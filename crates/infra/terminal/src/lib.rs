//! # BikeGo Terminal
//!
//! Runs the storefront's email verification flows from a terminal:
//! registration, forgotten password, login and change password.

mod config;
mod console;
mod driver;
mod session_file;

pub use config::{ConfigError, TerminalConfig, DEFAULT_CONFIG_FILE};
pub use console::Console;
pub use driver::drive;
pub use session_file::FileSessionStore;

use bikego_core::{ClientError, SessionContext};
use bikego_email_otp::{AuthApi, HostError, HttpAuthApi, RegistrationRequest, WorkflowHost};
use clap::{Parser, Subcommand};
use std::io::Write;
use std::path::PathBuf;
use std::sync::Arc;
use tokio::io::AsyncRead;
use tracing::info;
use tracing_subscriber::layer::SubscriberExt;
use tracing_subscriber::util::SubscriberInitExt;
use tracing_subscriber::EnvFilter;

/// bikego-otp - BikeGo account verification
#[derive(Parser, Debug)]
#[command(name = "bikego-otp")]
#[command(version, about, long_about = None)]
pub struct Cli {
    /// Path to the configuration file
    #[arg(short, long, default_value = DEFAULT_CONFIG_FILE)]
    pub config: PathBuf,

    /// Log level (trace, debug, info, warn, error); overrides the config file
    #[arg(long)]
    pub log_level: Option<String>,

    #[command(subcommand)]
    pub command: Command,
}

#[derive(Subcommand, Debug, Clone, PartialEq, Eq)]
pub enum Command {
    /// Create an account and verify its email address
    Register {
        #[arg(long)]
        first_name: String,
        #[arg(long)]
        last_name: String,
        #[arg(long)]
        email: String,
        #[arg(long)]
        phone: String,
    },

    /// Reset a forgotten password
    Reset {
        /// Account email
        email: String,
    },

    /// Sign in and cache the session
    Login {
        /// Email or phone number
        identifier: String,
    },

    /// Change the signed-in user's password
    ChangePassword,

    /// Forget the cached session
    Logout,
}

/// Terminal errors.
#[derive(Debug, thiserror::Error)]
pub enum CliError {
    #[error(transparent)]
    Config(#[from] ConfigError),

    #[error("{}", client_message(.0))]
    Client(#[from] ClientError),

    #[error(transparent)]
    Host(#[from] HostError),

    #[error("IO error: {0}")]
    Io(#[from] std::io::Error),

    #[error("Cancelled")]
    Aborted,
}

fn client_message(err: &ClientError) -> String {
    err.user_message().unwrap_or_else(|| err.to_string())
}

/// Installs the tracing subscriber. `RUST_LOG` wins over `level`.
pub fn init_tracing(level: &str) {
    let filter = EnvFilter::try_from_default_env()
        .or_else(|_| EnvFilter::try_new(level))
        .unwrap_or_else(|_| EnvFilter::new("warn"));

    tracing_subscriber::registry()
        .with(filter)
        .with(
            tracing_subscriber::fmt::layer()
                .with_target(false)
                .with_writer(std::io::stderr),
        )
        .init();
}

/// Everything a command needs.
pub struct App {
    config: TerminalConfig,
    api: Arc<dyn AuthApi>,
    session: SessionContext,
}

impl App {
    /// Wires the HTTP API and the file-backed session cache.
    pub fn from_config(config: TerminalConfig) -> Result<Self, CliError> {
        let store = FileSessionStore::new(config.session_path());
        let session = SessionContext::new(Arc::new(store));
        let api = HttpAuthApi::new(config.client.clone())?.with_session(session.clone());
        Ok(Self::new(config, Arc::new(api), session))
    }

    pub fn new(config: TerminalConfig, api: Arc<dyn AuthApi>, session: SessionContext) -> Self {
        Self {
            config,
            api,
            session,
        }
    }

    /// Runs one command against `console`.
    pub async fn run<R, W>(&self, command: Command, console: &mut Console<R, W>) -> Result<(), CliError>
    where
        R: AsyncRead + Unpin,
        W: Write,
    {
        match command {
            Command::Register {
                first_name,
                last_name,
                email,
                phone,
            } => {
                let password = required(console, "Password").await?;
                let request = RegistrationRequest {
                    first_name,
                    last_name,
                    email,
                    phone,
                    password,
                };
                let host = WorkflowHost::registration(
                    self.api.clone(),
                    request,
                    self.config.workflow.clone(),
                );
                self.verify(&host, console).await
            }
            Command::Reset { email } => {
                let host = WorkflowHost::password_reset(
                    self.api.clone(),
                    email,
                    self.config.workflow.clone(),
                );
                self.verify(&host, console).await
            }
            Command::Login { identifier } => {
                let password = required(console, "Password").await?;
                let response = self.api.login(&identifier, &password).await?;
                let session = response.into_session(&identifier);
                let name = session.user.name.clone();
                self.session.sign_in(session).await?;
                info!("signed in");
                console.say(&format!("Signed in as {name}."))?;
                Ok(())
            }
            Command::ChangePassword => {
                let host = WorkflowHost::change_password(
                    self.api.clone(),
                    self.session.clone(),
                    self.config.workflow.clone(),
                );
                self.verify(&host, console).await
            }
            Command::Logout => {
                self.session.sign_out().await?;
                console.say("Signed out.")?;
                Ok(())
            }
        }
    }

    async fn verify<R, W>(&self, host: &WorkflowHost, console: &mut Console<R, W>) -> Result<(), CliError>
    where
        R: AsyncRead + Unpin,
        W: Write,
    {
        host.open().await?;
        let workflow = host.workflow()?;
        let result = drive(&workflow, console).await;
        if result.is_err() {
            host.close();
            return result;
        }

        if let Some(confirmation) = host.confirmation() {
            console.say(&confirmation.message)?;
            if let Some(route) = &confirmation.redirect {
                console.say(&format!("Continue at {route}."))?;
            }
            if let Some(delay) = confirmation.close_after {
                tokio::time::sleep(delay).await;
            }
        }
        host.close();
        Ok(())
    }
}

async fn required<R, W>(console: &mut Console<R, W>, label: &str) -> Result<String, CliError>
where
    R: AsyncRead + Unpin,
    W: Write,
{
    match console.ask(label).await? {
        Some(value) if !value.is_empty() => Ok(value),
        _ => Err(CliError::Aborted),
    }
}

_ _ _ _ _ _ _

*Problem statement*
Word for word, set down all of the material.

*Answer for the task*
filename crates/infra/terminal/src/lib.rs
//! # BikeGo Terminal
//!
//! Runs the storefront's email verification flows from a terminal:
//! registration, forgotten password, login and change password.

mod config;
mod console;
mod driver;
mod session_file;

pub use config::{ConfigError, TerminalConfig, DEFAULT_CONFIG_FILE};
pub use console::Console;
pub use driver::drive;
pub use session_file::FileSessionStore;

use bikego_core::{ClientError, SessionContext};
use bikego_email_otp::{AuthApi, HostError, HttpAuthApi, RegistrationRequest, WorkflowHost};
use clap::{Parser, Subcommand};
use std::io::Write;
use std::path::PathBuf;
use std::sync::Arc;
use tokio::io::AsyncRead;
use tracing::info;
use tracing_subscriber::layer::SubscriberExt;
use tracing_subscriber::util::SubscriberInitExt;
use tracing_subscriber::EnvFilter;

/// bikego-otp - BikeGo account verification
#[derive(Parser, Debug)]
#[command(name = "bikego-otp")]
#[command(version, about, long_about = None)]
pub struct Cli {
    /// Path to the configuration file
    #[arg(short, long, default_value = DEFAULT_CONFIG_FILE)]
    pub config: PathBuf,

    /// Log level (trace, debug, info, warn, error); overrides the config file
    #[arg(long)]
    pub log_level: Option<String>,

    #[command(subcommand)]
    pub command: Command,
}

#[derive(Subcommand, Debug, Clone, PartialEq, Eq)]
pub enum Command {
    /// Create an account and verify its email address
    Register {
        #[arg(long)]
        first_name: String,
        #[arg(long)]
        last_name: String,
        #[arg(long)]
        email: String,
        #[arg(long)]
        phone: String,
    },

    /// Reset a forgotten password
    Reset {
        /// Account email
        email: String,
    },

    /// Sign in and cache the session
    Login {
        /// Email or phone number
        identifier: String,
    },

    /// Change the signed-in user's password
    ChangePassword,

    /// Forget the cached session
    Logout,
}

/// Terminal errors.
#[derive(Debug, thiserror::Error)]
pub enum CliError {
    #[error(transparent)]
    Config(#[from] ConfigError),

    #[error("{}", client_message(.0))]
    Client(#[from] ClientError),

    #[error(transparent)]
    Host(#[from] HostError),

    #[error("IO error: {0}")]
    Io(#[from] std::io::Error),

    #[error("Cancelled")]
    Aborted,
}

fn client_message(err: &ClientError) -> String {
    err.user_message().unwrap_or_else(|| err.to_string())
}

/// Installs the tracing subscriber. `RUST_LOG` wins over `level`.
pub fn init_tracing(level: &str) {
    let filter = EnvFilter::try_from_default_env()
        .or_else(|_| EnvFilter::try_new(level))
        .unwrap_or_else(|_| EnvFilter::new("warn"));

    tracing_subscriber::registry()
        .with(filter)
        .with(
            tracing_subscriber::fmt::layer()
                .with_target(false)
                .with_writer(std::io::stderr),
        )
        .init();
}

/// Everything a command needs.
pub struct App {
    config: TerminalConfig,
    api: Arc<dyn AuthApi>,
    session: SessionContext,
}

impl App {
    /// Wires the HTTP API and the file-backed session cache.
    pub fn from_config(config: TerminalConfig) -> Result<Self, CliError> {
        let store = FileSessionStore::new(config.session_path());
        let session = SessionContext::new(Arc::new(store));
        let api = HttpAuthApi::new(config.client.clone())?.with_session(session.clone());
        Ok(Self::new(config, Arc::new(api), session))
    }

    pub fn new(config: TerminalConfig, api: Arc<dyn AuthApi>, session: SessionContext) -> Self {
        Self {
            config,
            api,
            session,
        }
    }

    /// Runs one command against `console`.
    pub async fn run<R, W>(&self, command: Command, console: &mut Console<R, W>) -> Result<(), CliError>
    where
        R: AsyncRead + Unpin,
        W: Write,
    {
        match command {
            Command::Register {
                first_name,
                last_name,
                email,
                phone,
            } => {
                let password = required(console, "Password").await?;
                let request = RegistrationRequest {
                    first_name,
                    last_name,
                    email,
                    phone,
                    password,
                };
                let host = WorkflowHost::registration(
                    self.api.clone(),
                    request,
                    self.config.workflow.clone(),
                );
                self.verify(&host, console).await
            }
            Command::Reset { email } => {
                let host = WorkflowHost::password_reset(
                    self.api.clone(),
                    email,
                    self.config.workflow.clone(),
                );
                self.verify(&host, console).await
            }
            Command::Login { identifier } => {
                let password = required(console, "Password").await?;
                let response = self.api.login(&identifier, &password).await?;
                let session = response.into_session(&identifier);
                let name = session.user.name.clone();
                self.session.sign_in(session).await?;
                info!("signed in");
                console.say(&format!("Signed in as {name}."))?;
                Ok(())
            }
            Command::ChangePassword => {
                let host = WorkflowHost::change_password(
                    self.api.clone(),
                    self.session.clone(),
                    self.config.workflow.clone(),
                );
                self.verify(&host, console).await
            }
            Command::Logout => {
                self.session.sign_out().await?;
                console.say("Signed out.")?;
                Ok(())
            }
        }
    }

    async fn verify<R, W>(&self, host: &WorkflowHost, console: &mut Console<R, W>) -> Result<(), CliError>
    where
        R: AsyncRead + Unpin,
        W: Write,
    {
        host.open().await?;
        let workflow = host.workflow()?;
        let result = drive(&workflow, console).await;
        if result.is_err() {
            host.close();
            return result;
        }

        if let Some(confirmation) = host.confirmation() {
            console.say(&confirmation.message)?;
            if let Some(route) = &confirmation.redirect {
                console.say(&format!("Continue at {route}."))?;
            }
            if let Some(delay) = confirmation.close_after {
                tokio::time::sleep(delay).await;
            }
        }
        host.close();
        Ok(())
    }
}

async fn required<R, W>(console: &mut Console<R, W>, label: &str) -> Result<String, CliError>
where
    R: AsyncRead + Unpin,
    W: Write,
{
    match console.ask(label).await? {
        Some(value) if !value.is_empty() => Ok(value),
        _ => Err(CliError::Aborted),
    }
}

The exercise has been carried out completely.